EXERCISE GOAL ->
Among the entries, which lines carry the string "ApiDoc"? Copy each of them.

DATASET ->
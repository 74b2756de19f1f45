pub mod bonus_ticket_service;
pub mod gm_grant_service;
pub mod roulette_ledger;
pub mod roulette_spin_service;

pub use bonus_ticket_service::*;
pub use gm_grant_service::*;
pub use roulette_spin_service::*;
use serde::{Deserialize, Serialize};
use utoipa::ToSchema;

/// 统一响应外壳: `{ ok, data?, error? }`
#[derive(Debug, Serialize, Deserialize, ToSchema)]
pub struct ApiResponse<T> {
    pub ok: bool,
    #[serde(skip_serializing_if = "Option::is_none")]
    pub data: Option<T>,
    #[serde(skip_serializing_if = "Option::is_none")]
    pub error: Option<ApiError>,
}

#[derive(Debug, Clone, PartialEq, Eq, Serialize, Deserialize, ToSchema)]
pub struct ApiError {
    pub code: String,
    pub message: String,
}

impl<T> ApiResponse<T> {
    pub fn success(data: T) -> Self {
        Self {
            ok: true,
            data: Some(data),
            error: None,
        }
    }
}

#[derive(Debug, Serialize, ToSchema)]
pub struct HealthStatus {
    pub status: String,
}
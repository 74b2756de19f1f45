use actix_web::web;
use utoipa::OpenApi;
use utoipa::{
    Modify,
    openapi::security::{ApiKey, ApiKeyValue, SecurityScheme},
};
use utoipa_swagger_ui::SwaggerUi;

use crate::entities::{GrantSourceType, GrantStatus, RewardType, SpinType};
use crate::handlers;
use crate::models::*;

struct SecurityAddon;

impl Modify for SecurityAddon {
    fn modify(&self, openapi: &mut utoipa::openapi::OpenApi) {
        if let Some(components) = openapi.components.as_mut() {
            components.add_security_scheme(
                "gm_key",
                SecurityScheme::ApiKey(ApiKey::Header(ApiKeyValue::new("X-GM-KEY"))),
            )
        }
    }
}

#[derive(OpenApi)]
#[openapi(
    paths(
        handlers::health::health,
        handlers::roulette::spin,
        handlers::roulette::list_rewards,
        handlers::gm::list_pending,
        handlers::gm::approve,
        handlers::gm::reject,
        handlers::gm::issue_bonus_tickets,
    ),
    components(
        schemas(
            HealthStatus,
            ApiError,
            SpinRequest,
            SpinResult,
            SpinData,
            SpinView,
            GrantRef,
            RewardResponse,
            RewardType,
            SpinType,
            GrantStatus,
            GrantSourceType,
            GrantSummary,
            PendingGrantQuery,
            ApproveGrantRequest,
            RejectGrantRequest,
            DecisionResult,
            IssueBonusTicketsRequest,
            IssueBonusTicketsResponse,
        )
    ),
    modifiers(&SecurityAddon),
    tags(
        (name = "health", description = "Liveness"),
        (name = "roulette", description = "Roulette spin API"),
        (name = "gm", description = "Operator grant review and ticket issuance"),
    ),
    info(
        title = "Roulette Backend API",
        version = "1.0.0",
        description = "Roulette spin issuance REST API documentation"
    )
)]
pub struct ApiDoc;

pub fn swagger_config(cfg: &mut web::ServiceConfig) {
    cfg.service(
        SwaggerUi::new("/swagger-ui/{_:.*}").url("/api-docs/openapi.json", ApiDoc::openapi()),
    )
    .route(
        "/swagger-ui",
        web::get().to(|| async {
            actix_web::HttpResponse::Found()
                .append_header(("Location", "/swagger-ui/"))
                .finish()
        }),
    );
}
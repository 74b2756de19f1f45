pub mod cors;
pub mod gm_auth;

pub use cors::create_cors;
pub use gm_auth::GmKeyMiddleware;
use chrono::{DateTime, NaiveDate, Utc};
use sea_orm::entity::prelude::*;
use sea_orm::{DeriveActiveEnum, EnumIter};
use serde::{Deserialize, Serialize};
use utoipa::ToSchema;

#[derive(
    Debug, Clone, Copy, Serialize, Deserialize, PartialEq, Eq, ToSchema, DeriveActiveEnum, EnumIter,
)]
#[sea_orm(
    rs_type = "String",
    db_type = "Enum",
    enum_name = "roulette_spin_type"
)]
#[serde(rename_all = "snake_case")]
pub enum SpinType {
    /// 每日免费一次
    #[sea_orm(string_value = "daily")]
    Daily,
    /// 消耗一张额外抽奖券
    #[sea_orm(string_value = "bonus")]
    Bonus,
}

impl SpinType {
    pub fn parse(value: &str) -> Option<Self> {
        match value {
            "daily" => Some(SpinType::Daily),
            "bonus" => Some(SpinType::Bonus),
            _ => None,
        }
    }
}

impl std::fmt::Display for SpinType {
    fn fmt(&self, f: &mut std::fmt::Formatter<'_>) -> std::fmt::Result {
        match self {
            SpinType::Daily => write!(f, "daily"),
            SpinType::Bonus => write!(f, "bonus"),
        }
    }
}

/// 抽奖流水实体 (只追加，创建后不可修改)
/// 约束由数据库保证:
/// - uq_spins_request: request_id 唯一（幂等）
/// - uq_spins_daily_once: spin_type = daily 时 (event_id, user_id, spin_date) 唯一
#[derive(Clone, Debug, PartialEq, DeriveEntityModel, Eq, Serialize, Deserialize)]
#[sea_orm(table_name = "roulette_spins")]
pub struct Model {
    #[sea_orm(primary_key)]
    pub spin_idx: i64,
    pub event_id: i64,
    pub user_id: i64,
    pub spin_date: NaiveDate,
    pub spin_type: SpinType,
    pub request_id: String,
    pub reward_id: String,
    pub created_at: Option<DateTime<Utc>>,
}

#[derive(Copy, Clone, Debug, EnumIter, DeriveRelation)]
pub enum Relation {
    #[sea_orm(has_many = "super::reward_grant_logs::Entity")]
    Grants,
}

impl Related<super::reward_grant_logs::Entity> for Entity {
    fn to() -> RelationDef {
        Relation::Grants.def()
    }
}

impl ActiveModelBehavior for ActiveModel {}
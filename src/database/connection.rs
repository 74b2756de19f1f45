use crate::config::DatabaseConfig;
use crate::error::AppResult;
use migration::{Migrator, MigratorTrait};
use sea_orm::{ConnectOptions, Database, DatabaseConnection};
use std::sync::Arc;
use std::time::Duration;

/// 各服务共享的连接池句柄
pub type DbPool = Arc<DatabaseConnection>;

pub async fn create_pool(config: &DatabaseConfig) -> AppResult<DbPool> {
    let mut opts = ConnectOptions::new(config.url.clone());
    opts.max_connections(config.max_connections)
        .connect_timeout(Duration::from_secs(10))
        .sqlx_logging(false);

    let pool = Database::connect(opts).await?;
    Ok(Arc::new(pool))
}

pub async fn run_migrations(pool: &DatabaseConnection) -> AppResult<()> {
    Migrator::up(pool, None).await?;
    Ok(())
}
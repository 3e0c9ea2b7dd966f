//! Error types for the Payline payments API client.
//!
//! This crate provides the foundation error types used throughout the Payline workspace.
//!
//! # Error Hierarchy
//!
//! All errors follow the `ErrorKind` + wrapper struct pattern:
//! - `*ErrorKind` enum defines specific error conditions
//! - `*Error` struct wraps the kind with source location tracking
//! - All errors use `#[track_caller]` for automatic location capture
//!
//! Failures coming back from the API carry a [`RetryClass`] so callers can
//! branch on retryable vs terminal without inspecting status codes.
//!
//! # Examples
//!
//! ```
//! use payline_error::{PaylineResult, HttpError, RetryableError};
//!
//! fn fetch_data() -> PaylineResult<String> {
//!     Err(HttpError::new("Connection refused"))?
//! }
//!
//! match fetch_data() {
//!     Ok(data) => println!("Got: {}", data),
//!     Err(e) => assert!(e.is_retryable()),
//! }
//! ```

#![forbid(unsafe_code)]
#![warn(missing_docs)]

mod api;
mod config;
mod error;
mod http;
mod json;
mod retry;
mod validation;
mod webhook;

pub use api::{ApiError, ApiErrorBody, ApiErrorKind};
pub use config::ConfigError;
pub use error::{PaylineError, PaylineErrorKind, PaylineResult};
pub use http::HttpError;
pub use json::JsonError;
pub use retry::{RetryClass, RetryableError};
pub use validation::{ValidationError, Violation};
pub use webhook::{WebhookError, WebhookErrorKind};
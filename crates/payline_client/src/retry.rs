//! Caller-side retry loop.

use crate::{PipelineEvent, PipelineObserver};
use payline_error::{PaylineError, PaylineResult, RetryableError};
use payline_rate_limit::RetryPolicy;
use std::future::Future;
use std::sync::atomic::{AtomicU32, Ordering};
use std::time::Duration;
use tokio_retry2::strategy::jitter;
use tokio_retry2::{Retry, RetryError};
use tracing::warn;

/// Run `operation`, resubmitting retryable failures.
///
/// Backoff starts at the policy's base delay, doubles per retry, is capped at
/// `max_delay` and jittered. At most `max_retries` resubmissions happen;
/// terminal failures return immediately. Each resubmission is reported to
/// `observer` as [`PipelineEvent::Retrying`].
///
/// # Errors
///
/// Returns the first terminal error, or the last retryable one once the
/// retries are spent.
pub async fn send_with_retry<T, F, Fut>(
    policy: &RetryPolicy,
    observer: &dyn PipelineObserver,
    mut operation: F,
) -> PaylineResult<T>
where
    F: FnMut() -> Fut,
    Fut: Future<Output = PaylineResult<T>>,
{
    let delays: Vec<Duration> = policy.schedule().map(jitter).collect();
    let attempts = AtomicU32::new(0);

    Retry::spawn(delays.clone(), || {
        let attempt = attempts.fetch_add(1, Ordering::Relaxed);
        if attempt > 0 {
            let delay = delays
                .get(attempt as usize - 1)
                .copied()
                .unwrap_or_default();
            observer.on_event(&PipelineEvent::Retrying { attempt, delay });
        }
        let pending = operation();
        async move {
            match pending.await {
                Ok(value) => Ok(value),
                Err(e) => classify(e),
            }
        }
    })
    .await
}

fn classify<T>(e: PaylineError) -> Result<T, RetryError<PaylineError>> {
    if e.is_retryable() {
        warn!("Transient error, will retry: {}", e);
        Err(RetryError::Transient {
            err: e,
            retry_after: None,
        })
    } else {
        warn!("Permanent error, failing immediately: {}", e);
        Err(RetryError::Permanent(e))
    }
}
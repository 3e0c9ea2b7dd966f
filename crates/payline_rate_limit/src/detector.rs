//! Rate limit signals carried in API response headers.
//!
//! The payments API reports its own view of the quota on every response:
//! - `x-ratelimit-limit`: requests allowed in the current window
//! - `x-ratelimit-remaining`: requests left in the current window
//! - `x-ratelimit-reset`: seconds until the window resets
//! - `retry-after`: seconds to wait, sent with HTTP 429
//!
//! Header names are expected lower-cased, as the transport delivers them.

use std::collections::HashMap;
use std::sync::Arc;
use std::time::Duration;
use tokio::sync::RwLock;
use tracing::{debug, instrument};

/// Rate limit headers parsed from one response.
#[derive(Debug, Clone, Copy, Default, PartialEq)]
pub struct RateLimitHeaders {
    /// Requests allowed in the current window
    pub limit: Option<u32>,
    /// Requests left in the current window
    pub remaining: Option<u32>,
    /// Seconds until the window resets
    pub reset_secs: Option<u64>,
    /// Server-requested wait before the next attempt
    pub retry_after: Option<Duration>,
}

impl RateLimitHeaders {
    /// Parse the rate limit headers out of a lower-cased header map.
    ///
    /// Missing or malformed values are left unset.
    ///
    /// # Examples
    ///
    /// ```
    /// use payline_rate_limit::RateLimitHeaders;
    /// use std::collections::HashMap;
    /// use std::time::Duration;
    ///
    /// let headers = HashMap::from([
    ///     ("x-ratelimit-remaining".to_string(), "0".to_string()),
    ///     ("retry-after".to_string(), "2".to_string()),
    /// ]);
    /// let parsed = RateLimitHeaders::from_headers(&headers);
    /// assert!(parsed.is_exhausted());
    /// assert_eq!(parsed.retry_after, Some(Duration::from_millis(2000)));
    /// ```
    pub fn from_headers(headers: &HashMap<String, String>) -> Self {
        Self {
            limit: parse_header(headers, "x-ratelimit-limit"),
            remaining: parse_header(headers, "x-ratelimit-remaining"),
            reset_secs: parse_header(headers, "x-ratelimit-reset"),
            retry_after: parse_retry_after(headers),
        }
    }

    /// True when the server reports no requests left in the window.
    pub fn is_exhausted(&self) -> bool {
        self.remaining == Some(0)
    }

    /// True when no rate limit header was present.
    pub fn is_empty(&self) -> bool {
        *self == Self::default()
    }
}

/// Remembers the most recent rate limit headers the server sent.
///
/// Clones share the same snapshot.
#[derive(Debug, Clone, Default)]
pub struct HeaderRateLimitDetector {
    latest: Arc<RwLock<Option<RateLimitHeaders>>>,
}

impl HeaderRateLimitDetector {
    /// Create a detector with nothing recorded.
    pub fn new() -> Self {
        Self::default()
    }

    /// Parse `headers` and remember them when any rate limit header is present.
    #[instrument(skip(self, headers))]
    pub async fn observe(&self, headers: &HashMap<String, String>) -> RateLimitHeaders {
        let parsed = RateLimitHeaders::from_headers(headers);
        if !parsed.is_empty() {
            debug!(
                limit = ?parsed.limit,
                remaining = ?parsed.remaining,
                "Recorded rate limit headers"
            );
            *self.latest.write().await = Some(parsed);
        }
        parsed
    }

    /// The last recorded snapshot.
    pub async fn latest(&self) -> Option<RateLimitHeaders> {
        *self.latest.read().await
    }

    /// Forget the recorded snapshot.
    pub async fn clear(&self) {
        *self.latest.write().await = None;
    }
}

/// Helper to parse a numeric header value.
fn parse_header<T: std::str::FromStr>(headers: &HashMap<String, String>, key: &str) -> Option<T> {
    headers.get(key)?.trim().parse().ok()
}

/// `retry-after` in seconds, whole or fractional, converted to a duration.
fn parse_retry_after(headers: &HashMap<String, String>) -> Option<Duration> {
    let secs: f64 = parse_header(headers, "retry-after")?;
    if secs.is_finite() && secs >= 0.0 {
        Some(Duration::from_millis((secs * 1000.0).round() as u64))
    } else {
        None
    }
}
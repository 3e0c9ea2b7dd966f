//! Payment session endpoints.

use super::{create, require_id};
use crate::{ApiRequest, PaylineClient};
use payline_core::{CreateSessionRequest, Session};
use payline_error::PaylineResult;
use tracing::instrument;

const PATH: &str = "/sessions";

/// Client for `/sessions`.
#[derive(Debug, Clone)]
pub struct Sessions {
    client: PaylineClient,
}

impl Sessions {
    pub(crate) fn new(client: PaylineClient) -> Self {
        Self { client }
    }

    /// Open a payment session.
    ///
    /// # Errors
    ///
    /// Returns a validation error before any request is made if `request`
    /// is malformed, otherwise any pipeline error.
    #[instrument(skip(self, request), fields(reference_id = %request.reference_id()))]
    pub async fn create(&self, request: &CreateSessionRequest) -> PaylineResult<Session> {
        create(&self.client, PATH, request, None).await
    }

    /// Open a session under a caller-chosen idempotency key.
    #[instrument(skip(self, request))]
    pub async fn create_idempotent(
        &self,
        request: &CreateSessionRequest,
        idempotency_key: &str,
    ) -> PaylineResult<Session> {
        create(&self.client, PATH, request, Some(idempotency_key)).await
    }

    /// Fetch a session by id.
    #[instrument(skip(self))]
    pub async fn get(&self, id: &str) -> PaylineResult<Session> {
        let id = require_id("id", id)?;
        self.client
            .execute(ApiRequest::get(format!("{}/{}", PATH, id)))
            .await
    }

    /// Cancel an active session.
    #[instrument(skip(self))]
    pub async fn cancel(&self, id: &str) -> PaylineResult<Session> {
        let id = require_id("id", id)?;
        self.client
            .execute(ApiRequest::post(format!("{}/{}/cancel", PATH, id)))
            .await
    }
}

EXERCISE OUTPUT ->
pub struct ApiDoc;
        SwaggerUi::new("/swagger-ui/{_:.*}").url("/api-docs/openapi.json", ApiDoc::openapi()),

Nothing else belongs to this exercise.